IRCS ready to vaccinate 3 million refugees, rare disease patients
IRCS ready to vaccinate 3 million refugees, rare disease patients
The Iranian Red Crescent Society (IRCS) has announced readiness to vaccinate some three million refugees and people with special diseases against coronavirus if the required doses of the vaccine are provided.

TEHRAN (Iran News) – IRCS ready to vaccinate 3 million refugees, rare disease patients. The Iranian Red Crescent Society (IRCS) has announced readiness to vaccinate some three million refugees and people with special diseases against coronavirus if the required doses of the vaccine are provided.

“The necessary infrastructure and capacities are available to vaccinate refugees and patients of rare diseases, but we urgently need more vaccines,” Mansoureh Bagheri, deputy head of IRCS for International Affairs and Humanitarian Law, stated.

“Due to the sanctions, we are in a difficult situation and we are facing challenges in transferring funds, as well as providing medicine and medical equipment, especially during the epidemic.

In fact, economic sanctions are a major challenge to receiving international aid on time and are slowing down the process of receiving humanitarian aid, she emphasized, adding, we require the International Red Cross and Red Crescent Movement, to play a supportive role in providing vaccines.”

Pointing out that the IRCS’s volunteer population is at the forefront of tackling the pandemic, he stated that since the beginning of the new year (March 21), the Red Crescent Society, in coordination with relevant organizations, has screened passengers at air, sea and road borders.

So far, more than 350,000 passengers have been monitored with the participation of 471 operational forces at 28 borders nationwide, she added, IRNA reported on Sunday.

Some 1,952 IRCS’s volunteers have received the vaccine, and our goal is to inoculate more than 8,000 employees and 10,000 paramedics, she concluded.

On May 9, the Iranian Red Crescent Society asked the International Committee of the Red Cross (ICRC) to provide 2 million doses of coronavirus vaccine to be used for Afghan refugees.
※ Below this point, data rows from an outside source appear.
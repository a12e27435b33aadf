//! Tabular stores that receive appended rows
//!
//! A store holds named sheets, each a grid of string cells addressed by
//! 1-based row numbers the way a spreadsheet is. The append executor only
//! needs the position of the last occupied row and a single bulk write of a
//! block of rows starting at a given row.
//!
//! ## Implementations
//!
//! - [`memory::MemoryStore`] - sheets held in memory
//! - [`parquet::ParquetStore`] - a workbook directory with one Parquet file per sheet
//!
//! Neither implementation locks between reading the last row and writing a
//! block, so concurrent appends to the same sheet can overwrite each other.

pub mod memory;
pub mod parquet;

pub use memory::MemoryStore;
pub use parquet::ParquetStore;

use crate::error::{AppendError, Result};

/// Sheet-addressed grid storage
pub trait TabularStore: Send + Sync {
    /// Whether the named sheet exists
    fn has_sheet(&self, sheet: &str) -> Result<bool>;

    /// Create an empty sheet; existing sheets are left untouched
    fn create_sheet(&self, sheet: &str) -> Result<()>;

    /// Names of all sheets, sorted
    fn sheet_names(&self) -> Result<Vec<String>>;

    /// 1-based index of the last row holding any non-empty cell, 0 when empty
    fn last_row(&self, sheet: &str) -> Result<usize>;

    /// Write `values` as one contiguous block whose first row is `start_row`
    ///
    /// Rows between the current end of the sheet and `start_row` are filled
    /// with empty cells. Existing rows in the block's range are overwritten.
    fn write_block(&self, sheet: &str, start_row: usize, values: &[Vec<String>]) -> Result<()>;

    /// Read up to `count` rows starting at `start_row`
    fn read_rows(&self, sheet: &str, start_row: usize, count: usize) -> Result<Vec<Vec<String>>>;
}

/// Last row with content in a grid
pub(crate) fn last_occupied(grid: &[Vec<String>]) -> usize {
    grid.iter()
        .rposition(|row| row.iter().any(|cell| !cell.is_empty()))
        .map_or(0, |index| index + 1)
}

/// Place a block into a grid of fixed width
pub(crate) fn place_block(
    grid: &mut Vec<Vec<String>>,
    start_row: usize,
    values: &[Vec<String>],
    width: usize,
) -> Result<()> {
    if start_row == 0 {
        return Err(AppendError::storage_write(
            "Row numbers start at 1; cannot write at row 0",
        ));
    }

    if let Some(row) = values.iter().find(|row| row.len() != width) {
        return Err(AppendError::storage_write(format!(
            "The number of columns in the data does not match the number of columns in the range. The data has {} but the range has {}.",
            row.len(),
            width
        )));
    }

    let end = start_row - 1 + values.len();
    if grid.len() < end {
        grid.resize(end, vec![String::new(); width]);
    }

    for (offset, row) in values.iter().enumerate() {
        grid[start_row - 1 + offset] = row.clone();
    }

    Ok(())
}

/// Slice of a grid as owned rows
pub(crate) fn slice_rows(grid: &[Vec<String>], start_row: usize, count: usize) -> Vec<Vec<String>> {
    if start_row == 0 {
        return Vec::new();
    }
    grid.iter().skip(start_row - 1).take(count).cloned().collect()
}

/// Spreadsheet column letter for a 0-based column index (A, B, ..., Z, AA, ...)
pub fn column_letter(index: usize) -> String {
    let mut letters = Vec::new();
    let mut n = index + 1;
    while n > 0 {
        let rem = (n - 1) % 26;
        letters.push((b'A' + rem as u8) as char);
        n = (n - 1) / 26;
    }
    letters.iter().rev().collect()
}
//! Sheet Appender Library
//!
//! Parses raw delimited-text payloads into fixed-width rows and appends the
//! valid rows as one block onto the end of a sheet.
//!
//! This library provides tools for:
//! - Quote-aware tokenizing of delimited lines
//! - Assembling payloads into rows and validating their width
//! - Appending validated rows below the last occupied row of a sheet
//! - Parquet-backed and in-memory sheet stores
//! - Header initialization, an HTTP endpoint and a CLI
//!
//! ```rust
//! use sheet_appender::{AppendConfig, AppendProcessor, MemoryStore, TabularStore};
//!
//! # fn example() -> sheet_appender::Result<()> {
//! let store = MemoryStore::with_sheet(9, "Sheet1");
//! let processor = AppendProcessor::new(store, AppendConfig::default())?;
//! let outcome = processor.append("T,1,2,3,4,5,6,7,8")?;
//!
//! assert_eq!(outcome.rows_written(), 1);
//! assert_eq!(processor.store().last_row("Sheet1")?, 1);
//! # Ok(())
//! # }
//! # example().unwrap();
//! ```

pub mod appender;
pub mod cli;
pub mod config;
pub mod constants;
pub mod error;
pub mod header;
pub mod models;
pub mod parser;
pub mod processor;
pub mod request;
pub mod server;
pub mod store;
pub mod validator;

// Re-export commonly used types
pub use config::AppendConfig;
pub use error::{AppendError, Result};
pub use models::{AppendOutcome, AppendSummary, HeaderStatus, Row};
pub use processor::AppendProcessor;
pub use store::{MemoryStore, ParquetStore, TabularStore};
UN appreciates Iran for vaccinating foreign nationals

On May 24, Indrika Ratwatte, Director of the Regional Bureau for Asia and the Pacific at the United Nations High Commissioner for Refugees (UNHCR), said that Iran has generously considered refugees over the age of 75 for vaccination against coronavirus, appreciating Iran for over four decades of hosting refugees.

Living conditions of foreign nationals in Iran

At the end of 2018, Iran hosted close to one million refugees, making it the sixth-largest refugee host country in the world. The country was also the eighth largest refugee-hosting country in the world in 2019, hosting 951,142 Afghan refugees and 28,268 Iraqi refugees, according to the UNHCR.
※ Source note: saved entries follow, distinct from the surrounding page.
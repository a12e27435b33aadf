use criterion::{Criterion, black_box, criterion_group, criterion_main};
use sheet_appender::constants::SCHEMA_WIDTH;
use sheet_appender::parser::{assemble_rows, parse_line};
use sheet_appender::validator::validate_rows;

fn payload(rows: usize) -> String {
    (0..rows)
        .map(|i| {
            format!(
                "type{},\"value, {}\",\"say \"\"hi\"\"\",3,4,5,6,7,{}",
                i % 4,
                i,
                i
            )
        })
        .collect::<Vec<_>>()
        .join("\n")
}

fn bench_parse(c: &mut Criterion) {
    let line = r#"TypeA,"Value, 1","say ""hi""",3,4,5,6,7,8"#;
    c.bench_function("parse_line", |b| {
        b.iter(|| parse_line(black_box(line), ','))
    });

    let text = payload(10_000);
    c.bench_function("assemble_and_validate_10k", |b| {
        b.iter(|| validate_rows(assemble_rows(black_box(&text), ','), SCHEMA_WIDTH))
    });
}

criterion_group!(benches, bench_parse);
criterion_main!(benches);
//! Fixed-width schema validation.
//!
//! Partitions assembled rows into those with exactly the required number of
//! fields and those without. Rejected rows are logged and dropped; they are
//! never padded or truncated.

use crate::error::{AppendError, Result};
use crate::models::{RejectedRow, Row, ValidationReport};
use tracing::{debug, warn};

/// Partition rows by width, keeping payload order within each partition
pub fn validate_rows(rows: Vec<Row>, expected_width: usize) -> ValidationReport {
    let mut report = ValidationReport::default();

    for row in rows {
        if row.width() == expected_width {
            report.accepted.push(row);
        } else {
            warn!(
                "Skipping row with {} columns: {}",
                row.width(),
                row.fields.join(", ")
            );
            debug!("Rejected payload line {}", row.line);
            report.rejected.push(RejectedRow {
                row,
                expected: expected_width,
            });
        }
    }

    debug!(
        "Validated {} rows: {} accepted, {} rejected",
        report.total_rows(),
        report.accepted.len(),
        report.rejected.len()
    );

    report
}

/// Accepted rows of a report, or a schema mismatch when none survived
pub fn require_accepted(report: ValidationReport, expected_width: usize) -> Result<Vec<Row>> {
    if report.accepted.is_empty() {
        return Err(AppendError::SchemaMismatch {
            expected: expected_width,
            rows: report.rejected.len(),
        });
    }
    Ok(report.accepted)
}
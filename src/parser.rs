//! Quote-aware line tokenizer and payload row assembly.
//!
//! A line is split into fields by a single-character delimiter. A quote
//! opens a segment in which the delimiter is literal; a doubled quote inside
//! such a segment stands for one literal quote. Every field is trimmed when
//! it is finalized, quoted content included, and an unterminated quote at the
//! end of a line is accepted as-is. Trimming strips Unicode whitespace and
//! the byte order mark, so a payload saved with a BOM parses cleanly.

use crate::constants::QUOTE_CHAR;
use crate::models::Row;
use tracing::debug;

const BYTE_ORDER_MARK: char = '\u{feff}';

/// Trim whitespace and byte order marks from both ends
pub(crate) fn trim_text(text: &str) -> &str {
    text.trim_matches(|c: char| c.is_whitespace() || c == BYTE_ORDER_MARK)
}

/// Tokenizer state while walking a line
#[derive(Debug, Clone, Copy, PartialEq, Eq)]
enum QuoteState {
    Unquoted,
    Quoted,
}

/// What the tokenizer does with the current character
#[derive(Debug, Clone, Copy, PartialEq, Eq)]
enum Action {
    /// Append the character to the field accumulator
    Append(char),
    /// Close the current field
    EndField,
    /// Consume a quote without appending it
    Discard,
    /// Append one quote and consume the following quote too
    AppendEscapedQuote,
}

/// Transition table for one character with one character of lookahead
fn transition(
    state: QuoteState,
    ch: char,
    next: Option<char>,
    delimiter: char,
) -> (QuoteState, Action) {
    match (state, ch) {
        (QuoteState::Unquoted, QUOTE_CHAR) => (QuoteState::Quoted, Action::Discard),
        (QuoteState::Quoted, QUOTE_CHAR) if next == Some(QUOTE_CHAR) => {
            (QuoteState::Quoted, Action::AppendEscapedQuote)
        }
        (QuoteState::Quoted, QUOTE_CHAR) => (QuoteState::Unquoted, Action::Discard),
        (QuoteState::Unquoted, c) if c == delimiter => (QuoteState::Unquoted, Action::EndField),
        (state, c) => (state, Action::Append(c)),
    }
}

/// Split one line into trimmed fields
///
/// The result always holds at least one field: the number of fields is the
/// number of delimiters seen outside quotes plus one.
pub fn parse_line(line: &str, delimiter: char) -> Vec<String> {
    let mut fields = Vec::new();
    let mut current = String::new();
    let mut state = QuoteState::Unquoted;
    let mut chars = line.chars().peekable();

    while let Some(ch) = chars.next() {
        let (next_state, action) = transition(state, ch, chars.peek().copied(), delimiter);
        state = next_state;

        match action {
            Action::Append(c) => current.push(c),
            Action::EndField => {
                fields.push(trim_text(&current).to_string());
                current.clear();
            }
            Action::Discard => {}
            Action::AppendEscapedQuote => {
                current.push(QUOTE_CHAR);
                chars.next();
            }
        }
    }

    if state == QuoteState::Quoted {
        debug!("Unterminated quote accepted at end of line");
    }

    fields.push(trim_text(&current).to_string());
    fields
}

/// Split a payload into rows, skipping lines that are blank after trimming
///
/// An empty or whitespace-only payload yields no rows.
pub fn assemble_rows(payload: &str, delimiter: char) -> Vec<Row> {
    let rows: Vec<Row> = payload
        .lines()
        .enumerate()
        .filter_map(|(index, line)| {
            let line = trim_text(line);
            if line.is_empty() {
                None
            } else {
                Some(Row::new(index + 1, parse_line(line, delimiter)))
            }
        })
        .collect();

    debug!("Assembled {} rows from payload", rows.len());
    rows
}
One of the largest and most protracted urban refugee populations in the world is living in Iran; about 97 percent of refugees live in urban and semi-urban areas, while three percent are residing in 20 refugee resorts run by the UNHCR’s main government counterpart.

In light of the COVID-19 pandemic, undocumented Afghans have access to free primary health services and similarly free COVID-19 related testing, treatment, and hospitalization, just like nationals.

Despite the challenges, Iran has continued to generously give refugees access to education and health services. Iran is one of the handfuls of countries in the world that offer refugees the option to enroll in national health insurance for essential secondary and tertiary public health services in the same way as Iranian nationals.

The national insurance scheme allows for free COVID-19 treatment and hospitalization. It also subsidizes the cost of surgeries, dialysis, radiology, laboratory tests, outpatient care, and more.

70,000 rare disease patients vaccinated

Some 70,000 patients of rare diseases have received the COVID-19 vaccine so far, Mehdi Shadnoush, head of the transplant management and treatment center of the Ministry of Health, said on May 23.

Rare diseases include peritoneal dialysis, hemophilia, thalassemia, Multiple sclerosis (MS), Spinal muscular atrophy (SMA), Epidermolysis bullosa (EB), Cystic fibrosis (CF), Mucopolysaccharidosis type I (MPS I), autism, organ transplantation, and tissue therapy, patients with primary immunodeficiency disease (PID).

Patients with rare diseases often face a long journey from diagnosis to treatment. There are 540,000 patients in the country.

According to the statistics published in 2019, the number of rare diseases identified in Iran has reached 332 types of diseases.